May 31st was the day a guy with a few a years on me and a tear-drop tattoo saw fit to give me a hug. And I let him--he then returned to raving about the new Transformers movie coming out.

June 1st was a day like any other, because whether I'm there or not, there are people at the House of Charity, as there are people everywhere.

People with problems. Just like people everywhere.

Just ask, folks will let you in on them. Sometimes you don't even have to ask, the information is volunteered. Like with folks everywhere.

I've spent the better part of a year working with the homeless in Spokane, and I'm still trying to figure it out. What's so different, that is. Well, there are differences. I (someone with a place to go tonight), have got that bit covered. I don't have to worry about it. It's also a safe bet that I'm starting to go a bit paranoid if I'm worried about someone taking my stuff, or them taking a knife out and waving it at me.

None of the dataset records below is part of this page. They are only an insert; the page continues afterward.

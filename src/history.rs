use std::io::Write;

use chrono::{DateTime, Local};
use time_humanize::{Accuracy, HumanTime, Tense};

use crate::scoring::QuizResult;

const CSV_HEADER: [&str; 7] = [
    "completed_at",
    "quiz_id",
    "user_id",
    "score",
    "total_questions",
    "points_earned",
    "time_taken_secs",
];

/// Write results as CSV, header first
pub fn export_csv<W: Write>(results: &[QuizResult], writer: W) -> csv::Result<()> {
    let mut wtr = csv::WriterBuilder::new()
        .has_headers(false)
        .from_writer(writer);

    wtr.write_record(CSV_HEADER)?;
    for r in results {
        wtr.serialize((
            r.completed_at.to_rfc3339(),
            &r.quiz_id,
            &r.user_id,
            r.score,
            r.total_questions,
            r.points_earned,
            r.time_taken_secs,
        ))?;
    }
    wtr.flush()?;
    Ok(())
}

/// "5 minutes ago" style age of a result
pub fn describe_age(completed_at: DateTime<Local>, now: DateTime<Local>) -> String {
    let elapsed = (now - completed_at).to_std().unwrap_or_default();
    HumanTime::from(elapsed).to_text_en(Accuracy::Rough, Tense::Past)
}

/// `m:ss`
pub fn format_duration(secs: u32) -> String {
    format!("{}:{:02}", secs / 60, secs % 60)
}

#[cfg(test)]
mod tests {
    use super::*;
    use chrono::{Duration, TimeZone};

    fn result(quiz_id: &str) -> QuizResult {
        QuizResult {
            quiz_id: quiz_id.into(),
            user_id: "ada".into(),
            score: 2,
            total_questions: 3,
            points_earned: 33,
            time_taken_secs: 95,
            completed_at: Local.with_ymd_and_hms(2024, 2, 3, 4, 5, 6).unwrap(),
        }
    }

    #[test]
    fn export_writes_header_and_rows() {
        let mut out = Vec::new();
        export_csv(&[result("1"), result("3")], &mut out).unwrap();
        let text = String::from_utf8(out).unwrap();
        let lines: Vec<&str> = text.lines().collect();

        assert_eq!(lines.len(), 3);
        assert_eq!(
            lines[0],
            "completed_at,quiz_id,user_id,score,total_questions,points_earned,time_taken_secs"
        );
        assert!(lines[1].ends_with(",1,ada,2,3,33,95"));
        assert!(lines[2].ends_with(",3,ada,2,3,33,95"));
    }

    #[test]
    fn export_of_nothing_is_just_header() {
        let mut out = Vec::new();
        export_csv(&[], &mut out).unwrap();
        assert_eq!(String::from_utf8(out).unwrap().lines().count(), 1);
    }

    #[test]
    fn age_reads_in_the_past() {
        let then = Local.with_ymd_and_hms(2024, 2, 3, 4, 5, 6).unwrap();
        let text = describe_age(then, then + Duration::minutes(5));
        assert!(text.contains("minute"), "got {text}");
    }

    #[test]
    fn duration_formats_minutes_and_seconds() {
        assert_eq!(format_duration(0), "0:00");
        assert_eq!(format_duration(95), "1:35");
        assert_eq!(format_duration(600), "10:00");
    }
}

It's amazing that folks whom you would be hard-pressed to call paranoid if they were worrying about these things (since they happen) are able to dig themselves out of such holes. It's that paradox that I've been thinking about since I got to the House of Charity--so, you want to take those that have nothing, and yell at them to get a job, without really mentioning how, but you're willing to take someone who has so much (probably anyone reading this, considering you're reading it on a computer), and applaude us for it.

But I shouldn't be so bold, since we've all got problems. Thankfully though, when someone's driving down the street, they usually don't throw things at me. Nor do my weaknesses (a plenty, don't tell anybody) get taken advantage of for profit (http://www.bumfightsvideos.com/) or sport. At least I hope not.

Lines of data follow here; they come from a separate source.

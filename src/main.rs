pub mod ui;

use clap::{error::ErrorKind, CommandFactory, Parser};
use crossterm::{
    execute,
    terminal::{disable_raw_mode, enable_raw_mode, EnterAlternateScreen, LeaveAlternateScreen},
    tty::IsTty,
};
use ratatui::{
    backend::{Backend, CrosstermBackend},
    Terminal,
};
use std::{
    error::Error,
    fs::File,
    io::{self, stdin, Write},
    path::PathBuf,
    time::Duration,
};
use tracing::{debug, info, warn};
use webbrowser::Browser;

use quizr::{
    app::{App, AppAction},
    app_dirs::AppDirs,
    catalog::{BundledCatalog, JsonFileCatalog, QuizSource},
    config::{Config, ConfigOverrides, ConfigStore, FileConfigStore},
    history::{export_csv, format_duration},
    logging,
    quiz::Category,
    runtime::{CrosstermEventSource, FixedTicker, QuizEvent, Runner},
    store::{SqliteUserStore, UserStore},
};

const TICK_RATE_MS: u64 = 100;
const LIST_LIMIT: usize = 10;

/// timed multiple-choice quizzes in your terminal
#[derive(Parser, Debug, Clone)]
#[clap(
    version,
    about,
    long_about = "Timed multiple-choice quizzes in the terminal. Finished quizzes earn points that are kept per player, with a local leaderboard and result history."
)]
pub struct Cli {
    /// player id to play as
    #[clap(short = 'u', long)]
    user: Option<String>,

    /// display name for the player
    #[clap(short = 'n', long)]
    name: Option<String>,

    /// start this quiz right away instead of showing the menu
    #[clap(short = 'q', long)]
    quiz: Option<String>,

    /// load quizzes from a JSON file instead of the bundled set
    #[clap(long, value_name = "PATH")]
    quiz_file: Option<PathBuf>,

    /// shuffle question order
    #[clap(short = 's', long)]
    shuffle: bool,

    /// print the available quizzes and exit
    #[clap(long)]
    list: bool,

    /// print the leaderboard and exit
    #[clap(long)]
    leaderboard: bool,

    /// print the player's recent results and exit
    #[clap(long)]
    history: bool,

    /// write every stored result as CSV to PATH ("-" for stdout) and exit
    #[clap(long, value_name = "PATH")]
    export: Option<PathBuf>,

    /// config file to use
    #[clap(long, value_name = "PATH")]
    config: Option<PathBuf>,

    /// database file to use
    #[clap(long, value_name = "PATH")]
    db: Option<PathBuf>,
}

impl Cli {
    fn overrides(&self) -> ConfigOverrides {
        ConfigOverrides {
            user_id: self.user.clone(),
            display_name: self.name.clone(),
            shuffle_questions: self.shuffle,
        }
    }

    fn is_batch(&self) -> bool {
        self.list || self.leaderboard || self.history || self.export.is_some()
    }

    fn db_path(&self) -> PathBuf {
        self.db
            .clone()
            .or_else(AppDirs::db_path)
            .unwrap_or_else(|| PathBuf::from("quizr.db"))
    }
}

fn config_store(cli: &Cli) -> FileConfigStore {
    match &cli.config {
        Some(path) => FileConfigStore::with_path(path),
        None => FileConfigStore::new(),
    }
}

/// Merge what was read from `store` with the command line, writing the file
/// back when it was missing or the identity changed.
fn settle_config(
    store: &FileConfigStore,
    loaded: io::Result<Option<Config>>,
    overrides: &ConfigOverrides,
) -> Config {
    let (mut config, missing) = match loaded {
        Ok(Some(config)) => (config, false),
        Ok(None) => {
            debug!(path = %store.path().display(), "no config file, using defaults");
            (Config::default(), true)
        }
        Err(err) => {
            warn!(path = %store.path().display(), error = %err, "unreadable config, using defaults");
            (Config::default(), false)
        }
    };

    // a new identity sticks for later runs, one-off flags like --shuffle do not
    let identity_changed = overrides.user_id.is_some() || overrides.display_name.is_some();
    if identity_changed {
        config = config.with_overrides(&ConfigOverrides {
            shuffle_questions: false,
            ..overrides.clone()
        });
    }
    if missing || identity_changed {
        if let Err(err) = store.save(&config) {
            warn!(path = %store.path().display(), error = %err, "could not write config");
        }
    }
    config.with_overrides(overrides)
}

fn load_categories(cli: &Cli) -> Result<Vec<Category>, Box<dyn Error>> {
    let categories = match &cli.quiz_file {
        Some(path) => JsonFileCatalog::open(path)?.categories()?,
        None => BundledCatalog::load()?.categories()?,
    };
    Ok(categories)
}

fn main() -> Result<(), Box<dyn Error>> {
    let cli = Cli::parse();

    // the log level lives in the config, so read it first and settle it once
    // logging is up
    let config_store = config_store(&cli);
    let loaded = config_store.load();
    let log_level = match &loaded {
        Ok(Some(config)) => config.log_level.clone(),
        _ => Config::default().log_level,
    };
    if let Some(log_path) = AppDirs::log_path() {
        if let Err(err) = logging::init(&log_path, &log_level) {
            eprintln!("quizr: logging disabled ({err})");
        }
    }
    debug!(?cli, "starting");
    let config = settle_config(&config_store, loaded, &cli.overrides());

    let categories = load_categories(&cli)?;

    let mut store = SqliteUserStore::open(cli.db_path())?;

    if cli.is_batch() {
        return run_batch(&cli, &config, &categories, &mut store);
    }

    if !stdin().is_tty() {
        let mut cmd = Cli::command();
        cmd.error(ErrorKind::Io, "stdin must be a tty").exit();
    }

    let runner = Runner::new(
        CrosstermEventSource::new(),
        FixedTicker::new(Duration::from_millis(TICK_RATE_MS)),
    );
    let mut app = App::new(config, categories, Box::new(store), runner.sender())?;
    if let Some(id) = &cli.quiz {
        app.start_quiz(id);
    }

    enable_raw_mode()?;

    let mut stdout = io::stdout();
    execute!(stdout, EnterAlternateScreen)?;
    let backend = CrosstermBackend::new(stdout);
    let mut terminal = Terminal::new(backend)?;

    let outcome = start_tui(&mut terminal, &mut app, &runner);

    disable_raw_mode()?;
    execute!(terminal.backend_mut(), LeaveAlternateScreen)?;
    terminal.show_cursor()?;

    outcome
}

fn start_tui<B: Backend>(
    terminal: &mut Terminal<B>,
    app: &mut App,
    runner: &Runner<CrosstermEventSource, FixedTicker>,
) -> Result<(), Box<dyn Error>> {
    terminal.draw(|f| ui::screen::draw(app, f))?;

    loop {
        let before = app.state;

        match runner.step() {
            QuizEvent::Key(key) => match app.handle_key(key) {
                AppAction::Quit => break,
                AppAction::Share(url) => {
                    if Browser::is_available() {
                        webbrowser::open(&url).unwrap_or_default();
                    }
                }
                AppAction::None => {}
            },
            QuizEvent::Tick(epoch) => app.on_tick(epoch),
            QuizEvent::Resize | QuizEvent::Idle => {}
        }

        if app.state != before {
            debug!(from = %before, to = %app.state, "state changed");
        }
        terminal.draw(|f| ui::screen::draw(app, f))?;
    }

    app.abandon();
    info!("bye");
    Ok(())
}

fn run_batch(
    cli: &Cli,
    config: &Config,
    categories: &[Category],
    store: &mut SqliteUserStore,
) -> Result<(), Box<dyn Error>> {
    let mut out = io::stdout().lock();

    if cli.list {
        print_quizzes(categories, &mut out)?;
    }
    if cli.leaderboard {
        print_leaderboard(&*store, &mut out)?;
    }
    if cli.history {
        let user = store.identify(&config.user_id, &config.display_name)?;
        print_history(&*store, &user.id, categories, &mut out)?;
    }
    if let Some(path) = &cli.export {
        let results = store.all_results()?;
        if path.as_os_str() == "-" {
            export_csv(&results, &mut out)?;
        } else {
            export_csv(&results, File::create(path)?)?;
            writeln!(out, "exported {} results to {}", results.len(), path.display())?;
        }
    }
    Ok(())
}

fn print_quizzes<W: Write>(categories: &[Category], out: &mut W) -> Result<(), Box<dyn Error>> {
    for category in categories {
        writeln!(out, "{}", category.name)?;
        for quiz in &category.quizzes {
            writeln!(
                out,
                "  {:<6} {:<28} {:>2} questions {:>3} min {:>4} pts",
                quiz.id,
                quiz.title,
                quiz.question_count(),
                quiz.time_limit_minutes,
                quiz.points_reward
            )?;
        }
    }
    Ok(())
}

fn print_leaderboard<W: Write>(store: &dyn UserStore, out: &mut W) -> Result<(), Box<dyn Error>> {
    let users = store.leaderboard(LIST_LIMIT)?;
    if users.is_empty() {
        writeln!(out, "nobody has finished a quiz yet")?;
    }
    for (rank, user) in users.iter().enumerate() {
        writeln!(
            out,
            "#{:<3} {:<20} {:>6} pts {:>4} quizzes",
            rank + 1,
            user.name,
            user.points,
            user.total_quizzes
        )?;
    }
    Ok(())
}

fn print_history<W: Write>(
    store: &dyn UserStore,
    user_id: &str,
    categories: &[Category],
    out: &mut W,
) -> Result<(), Box<dyn Error>> {
    let results = store.results_for(user_id, LIST_LIMIT)?;
    if results.is_empty() {
        writeln!(out, "no results for {user_id}")?;
    }
    for result in &results {
        let title = categories
            .iter()
            .flat_map(|c| c.quizzes.iter())
            .find(|q| q.id == result.quiz_id)
            .map(|q| q.title.as_str())
            .unwrap_or(result.quiz_id.as_str());
        writeln!(
            out,
            "{}  {:<28} {}/{}  +{} pts  {}",
            result.completed_at.format("%Y-%m-%d %H:%M"),
            title,
            result.score,
            result.total_questions,
            result.points_earned,
            format_duration(result.time_taken_secs)
        )?;
    }
    Ok(())
}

Currently, though, my problems consist of how to figure out to move to New Orleans (as part of the Greater New Orleans Region of Teach for America) and teach a slug of kids that have much bigger fish to fry than doing their chemistry homework to learn to achieve the potential that they have in them.

Gah, I should be preparing (things to read) now.

But why is it a question that people over thirty could lead productive, useful lives? Doesn't make the future seem bright, really. Makes it uncertain.

Why did someone find it interesting enough to put on a coffee cup? (Not that that's a gold standard or something) but seriously, life is just starting to get good about then right?

We're not still buying the message Hollywood is selling are we? That you can never be too rich or too thin? (Sorry Wallis Simpson). I hope we aren't. (Young could be in there too.)

I think we're better than that.

I think that if we're ever going to make headway on this problem of homeless individuals we're going to need to stop looking up. Not that self-interest is a bad thing, we've got to take care of ourselves. Otherwise we're also going to be needing a lot more help. But if accumulating stuff, and getting better and better stuff, is the goal, we're all in a world of hurt. Because stuff doesn't make the world better.

Because I don't think you can be over thirty and not interesting, not to mention productive and useful (I hope).

Because despite this being my last post, there's still more story to be told (hint--I'm accepting applications for a future writer--hint), and that there are so many out there that could use a hand--and so many that are doing such amazing things.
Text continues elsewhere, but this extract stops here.